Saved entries
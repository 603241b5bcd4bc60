//! Persistence backends: where documents come from and go to.
//!
//! The store only ever hands a backend whole documents as line lists, taken
//! from `stitch` or compaction. Backends never see the piece table.

use std::collections::HashMap;
use std::io;
use std::path::{Component, Path, PathBuf};

use parking_lot::RwLock;

use quilt_table::split_lines;

use crate::{StoreError, StoreResult};

/// Durable storage for documents, addressed by name.
pub trait DocumentBackend: Send + Sync {
    /// Read a document as lines, each keeping its terminator.
    fn load(&self, name: &str) -> StoreResult<Vec<String>>;

    /// Replace a document's stored content.
    fn save(&self, name: &str, lines: &[String]) -> StoreResult<()>;

    fn exists(&self, name: &str) -> bool;
}

// ============================================================================
// In-memory backend
// ============================================================================

/// In-memory backend. Used for tests and scratch documents; all data is
/// lost when dropped.
#[derive(Debug, Default)]
pub struct MemoryBackend {
    documents: RwLock<HashMap<String, String>>,
}

impl MemoryBackend {
    pub fn new() -> Self {
        Self::default()
    }

    /// Seed a document directly.
    pub fn insert(&self, name: impl Into<String>, text: impl Into<String>) {
        self.documents.write().insert(name.into(), text.into());
    }

    /// Raw stored text, if any.
    pub fn get(&self, name: &str) -> Option<String> {
        self.documents.read().get(name).cloned()
    }
}

impl DocumentBackend for MemoryBackend {
    fn load(&self, name: &str) -> StoreResult<Vec<String>> {
        let documents = self.documents.read();
        let text = documents.get(name).ok_or_else(|| {
            StoreError::Backend(io::Error::new(
                io::ErrorKind::NotFound,
                format!("no document named {name}"),
            ))
        })?;
        Ok(split_lines(text))
    }

    fn save(&self, name: &str, lines: &[String]) -> StoreResult<()> {
        self.documents.write().insert(name.to_string(), lines.concat());
        Ok(())
    }

    fn exists(&self, name: &str) -> bool {
        self.documents.read().contains_key(name)
    }
}

// ============================================================================
// Filesystem backend
// ============================================================================

/// Filesystem backend. Document names are paths relative to `root`.
///
/// Names may not be absolute or contain `..`. Saves write a sibling temp
/// file and rename it over the target, so a crash mid-write leaves the old
/// content in place.
#[derive(Debug, Clone)]
pub struct FsBackend {
    root: PathBuf,
}

impl FsBackend {
    pub fn new(root: impl Into<PathBuf>) -> Self {
        Self { root: root.into() }
    }

    pub fn root(&self) -> &Path {
        &self.root
    }

    /// Resolve a document name to a path inside the root.
    fn resolve(&self, name: &str) -> StoreResult<PathBuf> {
        let relative = Path::new(name);
        let mut saw_file = false;
        for component in relative.components() {
            match component {
                Component::Normal(_) => saw_file = true,
                Component::CurDir => {}
                _ => return Err(StoreError::InvalidName(name.to_string())),
            }
        }
        if !saw_file {
            return Err(StoreError::InvalidName(name.to_string()));
        }
        Ok(self.root.join(relative))
    }
}

impl DocumentBackend for FsBackend {
    fn load(&self, name: &str) -> StoreResult<Vec<String>> {
        let path = self.resolve(name)?;
        let text = std::fs::read_to_string(&path)?;
        tracing::debug!(path = %path.display(), bytes = text.len(), "loaded document");
        Ok(split_lines(&text))
    }

    fn save(&self, name: &str, lines: &[String]) -> StoreResult<()> {
        let path = self.resolve(name)?;
        if let Some(parent) = path.parent() {
            std::fs::create_dir_all(parent)?;
        }

        let file_name = path
            .file_name()
            .ok_or_else(|| StoreError::InvalidName(name.to_string()))?
            .to_string_lossy();
        let temp = path.with_file_name(format!(".{file_name}.quilt-tmp"));

        let text = lines.concat();
        std::fs::write(&temp, &text)?;
        std::fs::rename(&temp, &path)?;

        tracing::debug!(path = %path.display(), bytes = text.len(), "saved document");
        Ok(())
    }

    fn exists(&self, name: &str) -> bool {
        self.resolve(name).is_ok_and(|p| p.is_file())
    }
}

#[cfg(test)]
mod tests {
    use super::*;

    fn lines(items: &[&str]) -> Vec<String> {
        items.iter().map(|s| s.to_string()).collect()
    }

    #[test]
    fn test_memory_roundtrip() {
        let backend = MemoryBackend::new();
        assert!(!backend.exists("notes"));
        backend.save("notes", &lines(&["a\n", "b"])).unwrap();
        assert!(backend.exists("notes"));
        assert_eq!(backend.get("notes").unwrap(), "a\nb");
        assert_eq!(backend.load("notes").unwrap(), lines(&["a\n", "b"]));
    }

    #[test]
    fn test_memory_missing_is_not_found() {
        let backend = MemoryBackend::new();
        match backend.load("absent") {
            Err(StoreError::Backend(e)) => assert_eq!(e.kind(), io::ErrorKind::NotFound),
            other => panic!("expected NotFound, got {other:?}"),
        }
    }

    #[test]
    fn test_fs_roundtrip_with_subdir() {
        let dir = tempfile::tempdir().unwrap();
        let backend = FsBackend::new(dir.path());
        let content = lines(&["first\n", "second\r\n", "third"]);

        backend.save("docs/readme.txt", &content).unwrap();
        assert!(backend.exists("docs/readme.txt"));
        assert_eq!(backend.load("docs/readme.txt").unwrap(), content);
        assert_eq!(
            std::fs::read_to_string(dir.path().join("docs/readme.txt")).unwrap(),
            "first\nsecond\r\nthird"
        );
        assert!(!dir.path().join("docs/.readme.txt.quilt-tmp").exists());
    }

    #[test]
    fn test_fs_rejects_escaping_names() {
        let dir = tempfile::tempdir().unwrap();
        let backend = FsBackend::new(dir.path());
        for name in ["../outside.txt", "/etc/passwd", "", ".", "a/../../b"] {
            assert!(
                matches!(backend.load(name), Err(StoreError::InvalidName(_))),
                "{name:?} should be rejected"
            );
            assert!(!backend.exists(name));
        }
    }

    #[test]
    fn test_fs_missing_file() {
        let dir = tempfile::tempdir().unwrap();
        let backend = FsBackend::new(dir.path());
        assert!(matches!(backend.load("nope.txt"), Err(StoreError::Backend(_))));
    }
}
//! End-to-end store behavior: racing sessions and disk persistence.

use std::sync::{Arc, Barrier};
use std::time::Duration;

use quilt_store::{
    DocumentBackend, DocumentStore, FsBackend, MemoryBackend, StoreConfig, StoreError, StoreResult,
};
use quilt_types::SessionId;

fn init_tracing() {
    let _ = tracing_subscriber::fmt()
        .with_env_filter("quilt_store=debug,quilt_table=debug")
        .with_test_writer()
        .try_init();
}

fn numbered(n: usize) -> String {
    (0..n).map(|i| format!("line {i}\n")).collect()
}

#[test]
fn test_racing_sessions_get_exclusive_regions() {
    init_tracing();
    let store = Arc::new(DocumentStore::in_memory(StoreConfig::default()));
    let doc = store.create("race", &numbered(100));

    // Every thread asks for an overlapping window around line 50.
    let threads = 8;
    let barrier = Arc::new(Barrier::new(threads));
    let winners: Vec<bool> = std::thread::scope(|scope| {
        let handles: Vec<_> = (0..threads)
            .map(|i| {
                let store = Arc::clone(&store);
                let barrier = Arc::clone(&barrier);
                scope.spawn(move || {
                    let session = SessionId::new();
                    barrier.wait();
                    store.open_region(doc, session, 45 + i, 10).is_ok()
                })
            })
            .collect();
        handles.into_iter().map(|h| h.join().unwrap()).collect()
    });

    assert_eq!(winners.iter().filter(|&&won| won).count(), 1);
    assert_eq!(store.regions(doc).unwrap().len(), 1);
    assert_eq!(store.stitch(doc).unwrap().concat(), numbered(100));
}

/// Backend whose loads take long enough for callers to overlap.
struct SlowBackend {
    inner: MemoryBackend,
    delay: Duration,
}

impl DocumentBackend for SlowBackend {
    fn load(&self, name: &str) -> StoreResult<Vec<String>> {
        std::thread::sleep(self.delay);
        self.inner.load(name)
    }

    fn save(&self, name: &str, lines: &[String]) -> StoreResult<()> {
        self.inner.save(name, lines)
    }

    fn exists(&self, name: &str) -> bool {
        self.inner.exists(name)
    }
}

#[test]
fn test_racing_loads_share_one_document() {
    init_tracing();
    let inner = MemoryBackend::new();
    inner.insert("f.txt", numbered(10));
    let backend = SlowBackend {
        inner,
        delay: Duration::from_millis(50),
    };
    let store = Arc::new(DocumentStore::new(Arc::new(backend), StoreConfig::default()));

    let threads = 4;
    let barrier = Arc::new(Barrier::new(threads));
    let ids: Vec<_> = std::thread::scope(|scope| {
        let handles: Vec<_> = (0..threads)
            .map(|_| {
                let store = Arc::clone(&store);
                let barrier = Arc::clone(&barrier);
                scope.spawn(move || {
                    barrier.wait();
                    store.load("f.txt").unwrap()
                })
            })
            .collect();
        handles.into_iter().map(|h| h.join().unwrap()).collect()
    });

    assert!(ids.iter().all(|&id| id == ids[0]));
    assert_eq!(store.list_ids(), vec![ids[0]]);

    // One document means one lock: overlapping opens still conflict.
    store.open_region(ids[0], SessionId::new(), 2, 3).unwrap();
    assert!(store.open_region(ids[1], SessionId::new(), 3, 3).is_err());
}

#[test]
fn test_disjoint_sessions_all_succeed() {
    init_tracing();
    let store = Arc::new(DocumentStore::in_memory(StoreConfig::default()));
    let doc = store.create("lanes", &numbered(80));

    // Positions shift once edits land, so every lane opens before any edits.
    let lanes = 8;
    let opened = Arc::new(Barrier::new(lanes));
    std::thread::scope(|scope| {
        for lane in 0..lanes {
            let store = Arc::clone(&store);
            let opened = Arc::clone(&opened);
            scope.spawn(move || {
                let session = SessionId::new();
                let handle = store.open_region(doc, session, lane * 10, 10).unwrap();
                opened.wait();
                let content: Vec<String> = (0..3).map(|k| format!("lane {lane}.{k}\n")).collect();
                store.edit_region(doc, session, handle, content).unwrap();
                store.close_region(doc, session, handle).unwrap();
            });
        }
    });

    assert_eq!(store.len(doc).unwrap(), 24);
    let lines = store.stitch(doc).unwrap();
    for lane in 0..lanes {
        assert_eq!(lines[lane * 3], format!("lane {lane}.0\n"));
    }
    store.compact(doc).unwrap();
    assert_eq!(store.snapshot(doc).unwrap().entries.len(), 1);
}

#[test]
fn test_fs_save_and_reload() {
    init_tracing();
    let dir = tempfile::tempdir().unwrap();
    std::fs::write(dir.path().join("doc.txt"), "a\nb\nc\nd\ne\n").unwrap();

    let store = DocumentStore::new(
        Arc::new(FsBackend::new(dir.path())),
        StoreConfig::default(),
    );
    let doc = store.load("doc.txt").unwrap();
    let alice = SessionId::new();
    let bob = SessionId::new();

    let a = store.open_region(doc, alice, 1, 2).unwrap();
    let b = store.open_region(doc, bob, 4, 1).unwrap();
    store.edit_region(doc, alice, a, vec!["B\n".into(), "C\n".into(), "C2\n".into()]).unwrap();
    store.close_region(doc, alice, a).unwrap();

    store.save(doc).unwrap();
    assert_eq!(
        std::fs::read_to_string(dir.path().join("doc.txt")).unwrap(),
        "a\nB\nC\nC2\nd\ne\n"
    );

    // Bob's lock outlives the save and tracks the shifted position.
    let regions = store.regions(doc).unwrap();
    assert_eq!(regions.len(), 1);
    assert_eq!(regions[0].handle, b);
    assert_eq!(regions[0].lines, 5..6);

    let fresh = DocumentStore::new(Arc::new(FsBackend::new(dir.path())), StoreConfig::default());
    let reloaded = fresh.load("doc.txt").unwrap();
    assert_eq!(fresh.stitch(reloaded).unwrap().concat(), "a\nB\nC\nC2\nd\ne\n");
}

#[test]
fn test_load_missing_and_invalid_names() {
    let dir = tempfile::tempdir().unwrap();
    let store = DocumentStore::new(Arc::new(FsBackend::new(dir.path())), StoreConfig::default());
    assert!(matches!(store.load("missing.txt"), Err(StoreError::Backend(_))));
    assert!(matches!(store.load("../escape.txt"), Err(StoreError::InvalidName(_))));
}
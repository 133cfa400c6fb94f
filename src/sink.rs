//! Output side of the pipeline: the [`ChartSink`] trait and its in-crate implementations.
//!
//! A sink receives the x-axis labels, the composed dataset list and the chart options every
//! time the chart is (re)computed. The plotters-backed image sink lives in [`crate::viz`].

use crate::dataset::{ChartDataset, DatasetKind};
use crate::format::{DEFAULT_LOCALE, DEFAULT_UNIT};
use anyhow::{Context, Result};
use log::info;
use serde::{Deserialize, Serialize};
use serde_json::{Value, json};
use std::io::Write;
use std::path::PathBuf;

/// Presentation options passed through to every sink.
#[derive(Debug, Clone, PartialEq, Serialize, Deserialize)]
#[serde(default)]
pub struct ChartOptions {
    /// Locale tag for thousands separators (`"ja"`, `"en"`, `"de"`, ...).
    pub locale: String,
    /// Currency unit appended to tooltip values.
    pub unit: String,
    pub title: String,
    /// Chart type for datasets that do not override it.
    pub base_kind: DatasetKind,
    pub width: u32,
    pub height: u32,
    /// TrueType font used for text in image output. Without it only geometry is drawn.
    pub font: Option<PathBuf>,
}

impl Default for ChartOptions {
    fn default() -> Self {
        Self {
            locale: DEFAULT_LOCALE.to_string(),
            unit: DEFAULT_UNIT.to_string(),
            title: String::new(),
            base_kind: DatasetKind::Bar,
            width: 1000,
            height: 600,
            font: None,
        }
    }
}

/// Anything that can display a composed dataset list.
pub trait ChartSink {
    fn render(
        &mut self,
        labels: &[String],
        datasets: &[ChartDataset],
        options: &ChartOptions,
    ) -> Result<()>;
}

impl<S: ChartSink + ?Sized> ChartSink for &mut S {
    fn render(
        &mut self,
        labels: &[String],
        datasets: &[ChartDataset],
        options: &ChartOptions,
    ) -> Result<()> {
        (**self).render(labels, datasets, options)
    }
}

/// Full Chart.js config for a bar chart with line overlays.
///
/// Value formatting is not executable in JSON, so locale and unit are carried under
/// `options.plugins.valueFormat` for the page script to apply to ticks and tooltips.
pub fn chartjs_config(labels: &[String], datasets: &[ChartDataset], options: &ChartOptions) -> Value {
    let show_title = !options.title.is_empty();
    json!({
        "type": options.base_kind,
        "data": {
            "labels": labels,
            "datasets": datasets,
        },
        "options": {
            "responsive": true,
            "maintainAspectRatio": false,
            "plugins": {
                "title": {
                    "display": show_title,
                    "text": options.title,
                },
                "legend": { "display": true, "position": "top" },
                "valueFormat": {
                    "locale": options.locale,
                    "unit": options.unit,
                },
            },
            "scales": {
                "y": { "beginAtZero": true },
                "x": { "grid": { "display": false } },
            },
        },
    })
}

/// Writes one pretty-printed Chart.js config per render.
pub struct JsonConfigSink<W: Write> {
    writer: W,
}

impl<W: Write> JsonConfigSink<W> {
    pub fn new(writer: W) -> Self {
        Self { writer }
    }

    pub fn into_inner(self) -> W {
        self.writer
    }
}

impl<W: Write> ChartSink for JsonConfigSink<W> {
    fn render(
        &mut self,
        labels: &[String],
        datasets: &[ChartDataset],
        options: &ChartOptions,
    ) -> Result<()> {
        let config = chartjs_config(labels, datasets, options);
        serde_json::to_writer_pretty(&mut self.writer, &config)
            .context("serializing chart config")?;
        writeln!(self.writer)?;
        self.writer.flush()?;
        info!("wrote chart config with {} dataset(s)", datasets.len());
        Ok(())
    }
}

/// One captured render.
#[derive(Debug, Clone, PartialEq)]
pub struct Frame {
    pub labels: Vec<String>,
    pub datasets: Vec<ChartDataset>,
}

/// Keeps every render in memory. Handy for previews and tests.
#[derive(Debug, Default)]
pub struct MemorySink {
    pub frames: Vec<Frame>,
}

impl MemorySink {
    pub fn new() -> Self {
        Self::default()
    }

    pub fn last(&self) -> Option<&Frame> {
        self.frames.last()
    }
}

impl ChartSink for MemorySink {
    fn render(
        &mut self,
        labels: &[String],
        datasets: &[ChartDataset],
        _options: &ChartOptions,
    ) -> Result<()> {
        self.frames.push(Frame {
            labels: labels.to_vec(),
            datasets: datasets.to_vec(),
        });
        Ok(())
    }
}
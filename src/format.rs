//! Number and label formatting shared by the chart sinks.
//!
//! Amounts are rounded to whole numbers and grouped with the locale's thousands separator
//! (`1,234,567` vs `1.234.567`), then suffixed with the currency unit (`1,234,567 千円`).

use num_format::{Locale, ToFormattedString};

use crate::models::PERIODS;

/// Default currency unit: thousand yen.
pub const DEFAULT_UNIT: &str = "千円";
pub const DEFAULT_LOCALE: &str = "ja";

/// Map a user-provided locale tag to a `num_format::Locale` and its decimal separator char.
///
/// Supported tags (case-insensitive): `ja`, `en`, `us`, `en_US`, `de`, `de_DE`, `german`,
/// `fr`, `es`, `it`, `pt`, `nl`. Defaults to English.
pub fn map_locale(tag: &str) -> (&'static Locale, char) {
    match tag.to_lowercase().as_str() {
        "ja" | "ja_jp" | "ja-jp" | "japanese" => (&Locale::ja, '.'),
        "de" | "de_de" | "german" => (&Locale::de, ','),
        "fr" | "fr_fr" => (&Locale::fr, ','),
        "es" | "es_es" => (&Locale::es, ','),
        "it" | "it_it" => (&Locale::it, ','),
        "pt" | "pt_pt" | "pt_br" => (&Locale::pt, ','),
        "nl" | "nl_nl" => (&Locale::nl, ','),
        _ => (&Locale::en, '.'), // default
    }
}

/// Tick label: rounded, thousands-separated, no unit.
pub fn format_tick(value: f64, locale_tag: &str) -> String {
    let (locale, _) = map_locale(locale_tag);
    let n = if value.is_finite() { value.round() as i64 } else { 0 };
    n.to_formatted_string(locale)
}

/// Tooltip/summary text: thousands-separated value followed by the unit, e.g. `"1,200 千円"`.
pub fn format_amount(value: f64, locale_tag: &str, unit: &str) -> String {
    let n = format_tick(value, locale_tag);
    if unit.is_empty() { n } else { format!("{n} {unit}") }
}

/// Period labels for a fiscal year closing in `fiscal_month`: period 1 is the month after the
/// closing month, period 12 the closing month itself.
pub fn fiscal_month_labels(fiscal_month: u32) -> Vec<String> {
    let fm = fiscal_month % 12;
    (1..=PERIODS as u32)
        .map(|i| {
            let m = match (fm + i) % 12 {
                0 => 12,
                m => m,
            };
            m.to_string()
        })
        .collect()
}

/// Pick the x-axis labels: explicit labels win, then labels derived from the closing month,
/// then plain `1..=12`. The result always has exactly 12 entries.
pub fn resolve_month_labels(explicit: Option<&[String]>, fiscal_month: Option<u32>) -> Vec<String> {
    let mut labels: Vec<String> = match (explicit, fiscal_month) {
        (Some(l), _) if !l.is_empty() => l.to_vec(),
        (_, Some(fm)) if (1..=12).contains(&fm) => fiscal_month_labels(fm),
        _ => (1..=PERIODS).map(|i| i.to_string()).collect(),
    };
    labels.truncate(PERIODS);
    while labels.len() < PERIODS {
        labels.push((labels.len() + 1).to_string());
    }
    labels
}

#### TASK ITEM:
In the entries above, count the lines that contain the string "insert" and reply with the number only.

#### TASK ANSWER:
4